Seeing and Seeking Common Ground in the New Year
As I reflect upon my recent trip to Turkey, where I celebrated the New Year with family, I'm reminded that, at the most basic level, we are all the same. In so many ways, Turkey is a country marked by stark contrasts. The most visible manifestation of this is the dress of the women: everywhere you go you can find Muslim women fully covered from head to toe sitting side-by-side with Turkish women wearing miniskirts. Yet, as you interact with these women, you find they fundamentally want the same things for themselves and their families: health, happiness, safety, and love.
In the US, as we enter an election year, we are being bombarded with messages of difference, disagreement and opposition. As the American people are asked to make a choice about political candidates, it is important for us all to consider the similarities and differences among the slate of contenders. But, when it's time to get the real work done, the challenge is for our leaders, and all of us, to focus on the areas where we do agree.
Through our research of major social transformations efforts – those designed to eradicate or make dramatic improvement on a social problem – we see that those who have successfully created real change have been skilled at finding common ground among unlikely partners. They have a true commitment to taking the time to explore and identify areas of agreement rather than focus solely on all the ways in which they disagree.
For example, in their quest to instill “designated drivers” as a new American social norm, the Harvard Alcohol Project was able to rally an incredibly diverse set of institutions and individuals in the interest of reducing alcohol-related traffic fatalities. The partners and evangelists they mobilized included TV network executives, Hollywood producers and writers, the New York Times, two US Presidents, the Department of Transportation, the Center for Substance Abuse Prevention, and a number of brewing companies!
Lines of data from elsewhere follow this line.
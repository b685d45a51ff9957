pub mod store;
pub mod tokenizer;

use log::debug;
use serde::Serialize;
use std::fs::create_dir_all;
use std::path::Path;
use std::{error, fmt, io};

use store::RecordStore;
use tokenizer::tokenize;

const INDEX_FILE_NAME: &str = "gramdb.idx";
const LIBRARY_FILE_NAME: &str = "gramdb.lib";

const DEFAULT_BUCKET_COUNT: u32 = 100_000;
const DEFAULT_FREE_POOL_LEN: u32 = 10_000;

/// General engine error: IO from the stores, or a library record that can
/// no longer be decoded as UTF-8.
#[derive(Debug)]
pub enum EngineError {
    Io(io::Error),
    Corrupted(String),
}

impl fmt::Display for EngineError {
    fn fmt(&self, f: &mut fmt::Formatter<'_>) -> fmt::Result {
        match self {
            EngineError::Io(e) => write!(f, "IO error: {}", e),
            EngineError::Corrupted(s) => write!(f, "Corrupted data: {}", s),
        }
    }
}

impl error::Error for EngineError {}

impl From<io::Error> for EngineError {
    fn from(e: io::Error) -> Self {
        EngineError::Io(e)
    }
}

/// Store sizing for `Engine::create`.
pub struct EngineOptions {
    pub bucket_count: u32,
    pub free_pool_len: u32,
}

impl Default for EngineOptions {
    fn default() -> Self {
        EngineOptions {
            bucket_count: DEFAULT_BUCKET_COUNT,
            free_pool_len: DEFAULT_FREE_POOL_LEN,
        }
    }
}

/// One candidate match: the document and the character position its
/// occurrence starts at.
#[derive(Debug, Clone, Copy, PartialEq, Eq, Serialize)]
pub struct Hit {
    pub doc_id: u32,
    pub position: u32,
}

/// Full-text search engine over two record stores: `index` maps character
/// grams to flat `(doc_id, position)` postings, `library` maps decimal
/// document ids to their raw content.
pub struct Engine {
    index: RecordStore<u32>,
    library: RecordStore<u8>,
}

impl Engine {
    /// Create a fresh workspace (the directory is created if missing).
    pub fn create<P: AsRef<Path>>(workspace: P, opts: EngineOptions) -> Result<Self, EngineError> {
        let workspace = workspace.as_ref();
        create_dir_all(workspace)?;

        let index = RecordStore::create(
            workspace.join(INDEX_FILE_NAME),
            opts.bucket_count,
            opts.free_pool_len,
        )?;
        let library = RecordStore::create(
            workspace.join(LIBRARY_FILE_NAME),
            opts.bucket_count,
            opts.free_pool_len,
        )?;
        debug!("created workspace at {}", workspace.display());
        Ok(Self { index, library })
    }

    /// Open an existing workspace.
    pub fn open<P: AsRef<Path>>(workspace: P) -> Result<Self, EngineError> {
        let workspace = workspace.as_ref();
        let index = RecordStore::open(workspace.join(INDEX_FILE_NAME))?;
        let library = RecordStore::open(workspace.join(LIBRARY_FILE_NAME))?;
        Ok(Self { index, library })
    }

    /// Flush both store headers and close the workspace.
    pub fn close(self) -> Result<(), EngineError> {
        let Engine { index, library } = self;
        index.close()?;
        library.close()?;
        Ok(())
    }

    /// Index a document and store its content. No-op on empty content.
    ///
    /// Unigram and bigram postings carry independent position counters,
    /// both advancing one per emission; `search` depends on that.
    pub fn register_doc(&mut self, doc_id: u32, content: &str) -> Result<(), EngineError> {
        if content.is_empty() {
            return Ok(());
        }

        let grams = tokenize(content, true);
        for (position, unigram) in grams.unigrams.iter().enumerate() {
            self.index
                .append(unigram.as_bytes(), &[doc_id, position as u32])?;
        }
        for (position, bigram) in grams.bigrams.iter().enumerate() {
            self.index
                .append(bigram.as_bytes(), &[doc_id, position as u32])?;
        }

        self.library
            .set(doc_id.to_string().as_bytes(), content.as_bytes())?;
        Ok(())
    }

    /// Remove a document's content and scrub its postings from every gram
    /// of its text. Silent no-op for an unknown id.
    pub fn unregister_doc(&mut self, doc_id: u32) -> Result<(), EngineError> {
        let key = doc_id.to_string();
        let raw = match self.library.get(key.as_bytes())? {
            Some(raw) => raw,
            None => return Ok(()),
        };
        self.library.remove(key.as_bytes())?;

        let content = String::from_utf8(raw)
            .map_err(|_| EngineError::Corrupted(format!("document {} is not UTF-8", doc_id)))?;
        let grams = tokenize(&content, true);

        for gram in grams.unigrams.iter().chain(grams.bigrams.iter()) {
            let mut posting = match self.index.get(gram.as_bytes())? {
                Some(posting) => posting,
                None => continue,
            };

            // Postings for one document form a single contiguous run,
            // because registration appends them in one batch per key.
            let mut match_offset = 0;
            let mut match_len = 0;
            let mut i = 0;
            while i < posting.len() {
                if posting[i] == doc_id {
                    if match_len == 0 {
                        match_offset = i;
                    }
                    match_len += 2;
                } else if match_len > 0 {
                    break;
                }
                i += 2;
            }

            if match_len == 0 {
                continue;
            }
            if match_len == posting.len() {
                self.index.remove(gram.as_bytes())?;
            } else {
                posting.drain(match_offset..match_offset + match_len);
                self.index.set(gram.as_bytes(), &posting)?;
            }
        }
        Ok(())
    }

    /// The stored content of a document, or `None` if it is not registered.
    pub fn get_doc_content(&self, doc_id: u32) -> Result<Option<String>, EngineError> {
        match self.library.get(doc_id.to_string().as_bytes())? {
            Some(raw) => String::from_utf8(raw)
                .map(Some)
                .map_err(|_| EngineError::Corrupted(format!("document {} is not UTF-8", doc_id))),
            None => Ok(None),
        }
    }

    /// Positional phrase search: every start position at which all query
    /// grams line up, in first-gram posting order.
    pub fn search(&self, query: &str) -> Result<Vec<Hit>, EngineError> {
        if query.is_empty() {
            return Ok(Vec::new());
        }

        let tokens = tokenize(query, false);
        let unigram_count = tokens.unigrams.len();
        if unigram_count == 0 {
            return Ok(Vec::new());
        }

        // The query decomposes into disjoint character pairs plus, at odd
        // length, a trailing solo character.
        let mut grams = tokens.bigrams;
        if unigram_count % 2 == 1 {
            grams.push(tokens.unigrams[unigram_count - 1]);
        }

        let mut hits = Vec::new();
        if let Some(posting) = self.index.get(grams[0].as_bytes())? {
            for pair in posting.chunks_exact(2) {
                hits.push(Hit {
                    doc_id: pair[0],
                    position: pair[1],
                });
            }
        }

        for (i, gram) in grams.iter().enumerate().skip(1) {
            if hits.is_empty() {
                break;
            }

            let posting = self.index.get(gram.as_bytes())?.unwrap_or_default();
            // Each earlier gram spans two characters, and indexed bigram
            // positions advance one per character.
            let offset_step = 2 * i as u32;
            hits.retain(|hit| {
                posting
                    .chunks_exact(2)
                    .any(|pair| pair[0] == hit.doc_id && pair[1] == hit.position + offset_step)
            });
        }

        Ok(hits)
    }
}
So, as we enter this new year, we at Community Wealth Ventures renew our commitment to focusing on similarities rather than differences in our work with change agents, as we together seek to solve some of the world's most pressing social problems. This takes hard work, time, and patience. Yet while we work, youth continue to drop out of school at alarming rates and children go to bed hungry night after night, and it's clear that there is just too much at stake for us if we don't seek to find and leverage the many ways we are all the same.
About the Author
Amy Celep
Amy Celep was named President and CEO of Community Wealth Ventures in April 2010. She leads a talented team committed to providing innovative solutions to growth and sustainability in the social sector. She also is a frequent presenter at conferences on topics related to nonprofit sustainability and philanthropy...(Read More)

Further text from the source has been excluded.